=== Begin Enclosure ===

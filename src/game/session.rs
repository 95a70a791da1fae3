//! Guess submission for one day's game

use super::{GameState, GameStatus, MAX_GUESSES};
use crate::core::{Evaluation, InvalidInput, Word};
use crate::rules::{HardModeViolation, validate_hard_mode};
use crate::wordlists::WordList;
use log::debug;
use thiserror::Error;

/// Why a guess was not accepted
///
/// Messages are the ones shown to the player.
#[derive(Debug, Clone, PartialEq, Eq, Error)]
pub enum GuessError {
    #[error("Game already complete")]
    GameOver,
    #[error("Not enough letters")]
    NotEnoughLetters,
    #[error("Letters only: {0}")]
    InvalidInput(InvalidInput),
    #[error("{0}")]
    HardMode(HardModeViolation),
    #[error("Not in word list")]
    NotInWordList,
    #[error("Hard mode can only be changed at the start of a round")]
    HardModeLocked,
}

/// How a finished game ended, handed to statistics
#[derive(Debug, Clone, Copy, PartialEq, Eq)]
pub struct Completion {
    pub won: bool,
    /// Guesses used, 1..=6
    pub guesses: usize,
    /// Completion time of the game before this one
    pub previous_completed_ts: Option<i64>,
}

/// Result of an accepted guess
#[derive(Debug, Clone, PartialEq, Eq)]
pub struct Submission {
    pub evaluation: Evaluation,
    pub status: GameStatus,
    pub row_index: usize,
    /// Revealed only once the game has ended
    pub solution: Option<Word>,
    pub completion: Option<Completion>,
}

/// A day's game: the hidden solution and the visible state
#[derive(Debug, Clone)]
pub struct Game {
    solution: Word,
    state: GameState,
}

impl Game {
    #[must_use]
    pub const fn new(solution: Word, state: GameState) -> Self {
        Self { solution, state }
    }

    #[must_use]
    pub const fn state(&self) -> &GameState {
        &self.state
    }

    pub const fn state_mut(&mut self) -> &mut GameState {
        &mut self.state
    }

    /// The solution, once the game is over
    #[must_use]
    pub fn revealed_solution(&self) -> Option<Word> {
        self.state.is_finished().then_some(self.solution)
    }

    /// Submit a guess at time `now_ms` (milliseconds since the epoch)
    ///
    /// Checks run in this order: word length, game already over, letters,
    /// hard-mode hints, word list.
    ///
    /// # Errors
    /// Returns the first `GuessError` that applies; the state is left untouched.
    ///
    /// # Examples
    /// ```
    /// use wordull::core::Word;
    /// use wordull::game::{Game, GameState, GameStatus};
    /// use wordull::wordlists::WordList;
    ///
    /// let mut game = Game::new(Word::new("alloy").unwrap(), GameState::new("2024-03-01", false));
    /// let submission = game.submit("llama", &WordList::any(), 0).unwrap();
    /// assert_eq!(submission.evaluation.to_tiles(), "🟨🟩🟨⬛⬛");
    /// assert_eq!(submission.status, GameStatus::InProgress);
    /// ```
    pub fn submit(
        &mut self,
        guess: &str,
        words: &WordList,
        now_ms: i64,
    ) -> Result<Submission, GuessError> {
        let guess = Word::new(guess);
        if let Err(InvalidInput::Length(_)) = guess {
            return Err(GuessError::NotEnoughLetters);
        }
        if self.state.is_finished() || self.state.row_index >= MAX_GUESSES {
            return Err(GuessError::GameOver);
        }
        let guess = guess.map_err(GuessError::InvalidInput)?;

        if self.state.hard_mode
            && let Some(violation) = validate_hard_mode(&guess, &self.state.history())
        {
            debug!("hard mode rejected {guess}: {violation}");
            return Err(GuessError::HardMode(violation));
        }

        if !words.accepts(&guess) {
            return Err(GuessError::NotInWordList);
        }

        let evaluation = Evaluation::calculate(&guess, &self.solution);
        let row = self.state.row_index;
        self.state.push_row(guess, evaluation);
        self.state.last_played_ts = Some(now_ms);

        if evaluation.is_solved() {
            self.state.status = GameStatus::Win;
        } else if row + 1 >= MAX_GUESSES {
            self.state.status = GameStatus::Fail;
        }
        debug!(
            "row {} {guess} {evaluation} -> {:?}",
            row + 1,
            self.state.status
        );

        let completion = self.state.is_finished().then(|| {
            let previous_completed_ts = self.state.last_completed_ts.replace(now_ms);
            Completion {
                won: self.state.status == GameStatus::Win,
                guesses: row + 1,
                previous_completed_ts,
            }
        });

        Ok(Submission {
            evaluation,
            status: self.state.status,
            row_index: self.state.row_index,
            solution: self.revealed_solution(),
            completion,
        })
    }
}

#[cfg(test)]
mod tests {
    use super::*;
    use crate::wordlists::loader::words_from_slice;

    fn game(solution: &str, hard_mode: bool) -> Game {
        Game::new(
            Word::new(solution).unwrap(),
            GameState::new("2024-03-01", hard_mode),
        )
    }

    #[test]
    fn win_reveals_solution_and_completes() {
        let mut game = game("crane", false);
        game.submit("slate", &WordList::any(), 10).unwrap();
        let submission = game.submit("CRANE", &WordList::any(), 20).unwrap();

        assert_eq!(submission.status, GameStatus::Win);
        assert_eq!(submission.row_index, 2);
        assert_eq!(submission.solution, Some(Word::new("crane").unwrap()));
        assert_eq!(
            submission.completion,
            Some(Completion {
                won: true,
                guesses: 2,
                previous_completed_ts: None
            })
        );
        assert_eq!(game.state().last_completed_ts, Some(20));
        assert_eq!(game.state().last_played_ts, Some(20));
    }

    #[test]
    fn sixth_miss_fails() {
        let mut game = game("crane", false);
        for _ in 0..5 {
            let submission = game.submit("pilot", &WordList::any(), 0).unwrap();
            assert_eq!(submission.status, GameStatus::InProgress);
            assert_eq!(submission.solution, None);
            assert_eq!(submission.completion, None);
        }
        let submission = game.submit("pilot", &WordList::any(), 0).unwrap();
        assert_eq!(submission.status, GameStatus::Fail);
        assert_eq!(submission.solution.map(|w| w.to_string()).as_deref(), Some("CRANE"));
        assert!(!submission.completion.unwrap().won);
    }

    #[test]
    fn win_on_last_row_is_a_win() {
        let mut game = game("crane", false);
        for _ in 0..5 {
            game.submit("pilot", &WordList::any(), 0).unwrap();
        }
        let submission = game.submit("crane", &WordList::any(), 0).unwrap();
        assert_eq!(submission.status, GameStatus::Win);
        assert_eq!(submission.completion.unwrap().guesses, 6);
    }

    #[test]
    fn finished_game_rejects_guesses() {
        let mut game = game("crane", false);
        game.submit("crane", &WordList::any(), 0).unwrap();
        assert_eq!(
            game.submit("slate", &WordList::any(), 0),
            Err(GuessError::GameOver)
        );
        assert_eq!(game.state().row_index, 1);
    }

    #[test]
    fn length_checked_before_game_over() {
        let mut game = game("crane", false);
        game.submit("crane", &WordList::any(), 0).unwrap();
        assert_eq!(
            game.submit("cra", &WordList::any(), 0),
            Err(GuessError::NotEnoughLetters)
        );
        assert_eq!(
            game.submit("cr4ne", &WordList::any(), 0),
            Err(GuessError::GameOver)
        );
    }

    #[test]
    fn short_and_malformed_guesses() {
        let mut game = game("crane", false);
        assert_eq!(
            game.submit("cran", &WordList::any(), 0),
            Err(GuessError::NotEnoughLetters)
        );
        assert_eq!(
            game.submit("cr4ne", &WordList::any(), 0),
            Err(GuessError::InvalidInput(InvalidInput::NotALetter('4')))
        );
        assert_eq!(game.state().row_index, 0);
    }

    #[test]
    fn hard_mode_blocks_before_word_list() {
        let mut game = game("weary", true);
        let words: WordList = words_from_slice(&["wound", "crane"]).into_iter().collect();
        game.submit("wound", &words, 0).unwrap();

        // "zzzzz" is not in the list either, but the hint check runs first
        let err = game.submit("zzzzz", &words, 0).unwrap_err();
        assert_eq!(err.to_string(), "1st letter must be W");

        let err = game.submit("crane", &words, 0).unwrap_err();
        assert_eq!(err.to_string(), "1st letter must be W");
    }

    #[test]
    fn hard_mode_off_ignores_hints() {
        let mut game = game("weary", false);
        game.submit("wound", &WordList::any(), 0).unwrap();
        assert!(game.submit("crane", &WordList::any(), 0).is_ok());
    }

    #[test]
    fn word_list_rejection() {
        let mut game = game("crane", false);
        let words: WordList = words_from_slice(&["crane"]).into_iter().collect();
        assert_eq!(game.submit("qzxjv", &words, 0), Err(GuessError::NotInWordList));
        assert_eq!(game.state().row_index, 0);
    }

    #[test]
    fn previous_completion_carried_into_next_day() {
        let mut first = game("crane", false);
        first.submit("crane", &WordList::any(), 1_000).unwrap();

        let state = first.state().next_day("2024-03-02", false);
        let mut second = Game::new(Word::new("slate").unwrap(), state);
        let submission = second.submit("slate", &WordList::any(), 2_000).unwrap();
        assert_eq!(submission.completion.unwrap().previous_completed_ts, Some(1_000));
    }
}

=== End Enclosure ===

TASK DIRECTIONS
From the start of the data to the line that holds "pub struct Submission", retype each line exactly, with both ends included.

SOLUTION
filename src/game/session.rs
repository 95a70a791da1fae3
//! Guess submission for one day's game

use super::{GameState, GameStatus, MAX_GUESSES};
use crate::core::{Evaluation, InvalidInput, Word};
use crate::rules::{HardModeViolation, validate_hard_mode};
use crate::wordlists::WordList;
use log::debug;
use thiserror::Error;

/// Why a guess was not accepted
///
/// Messages are the ones shown to the player.
#[derive(Debug, Clone, PartialEq, Eq, Error)]
pub enum GuessError {
    #[error("Game already complete")]
    GameOver,
    #[error("Not enough letters")]
    NotEnoughLetters,
    #[error("Letters only: {0}")]
    InvalidInput(InvalidInput),
    #[error("{0}")]
    HardMode(HardModeViolation),
    #[error("Not in word list")]
    NotInWordList,
    #[error("Hard mode can only be changed at the start of a round")]
    HardModeLocked,
}

/// How a finished game ended, handed to statistics
#[derive(Debug, Clone, Copy, PartialEq, Eq)]
pub struct Completion {
    pub won: bool,
    /// Guesses used, 1..=6
    pub guesses: usize,
    /// Completion time of the game before this one
    pub previous_completed_ts: Option<i64>,
}

/// Result of an accepted guess
#[derive(Debug, Clone, PartialEq, Eq)]
pub struct Submission {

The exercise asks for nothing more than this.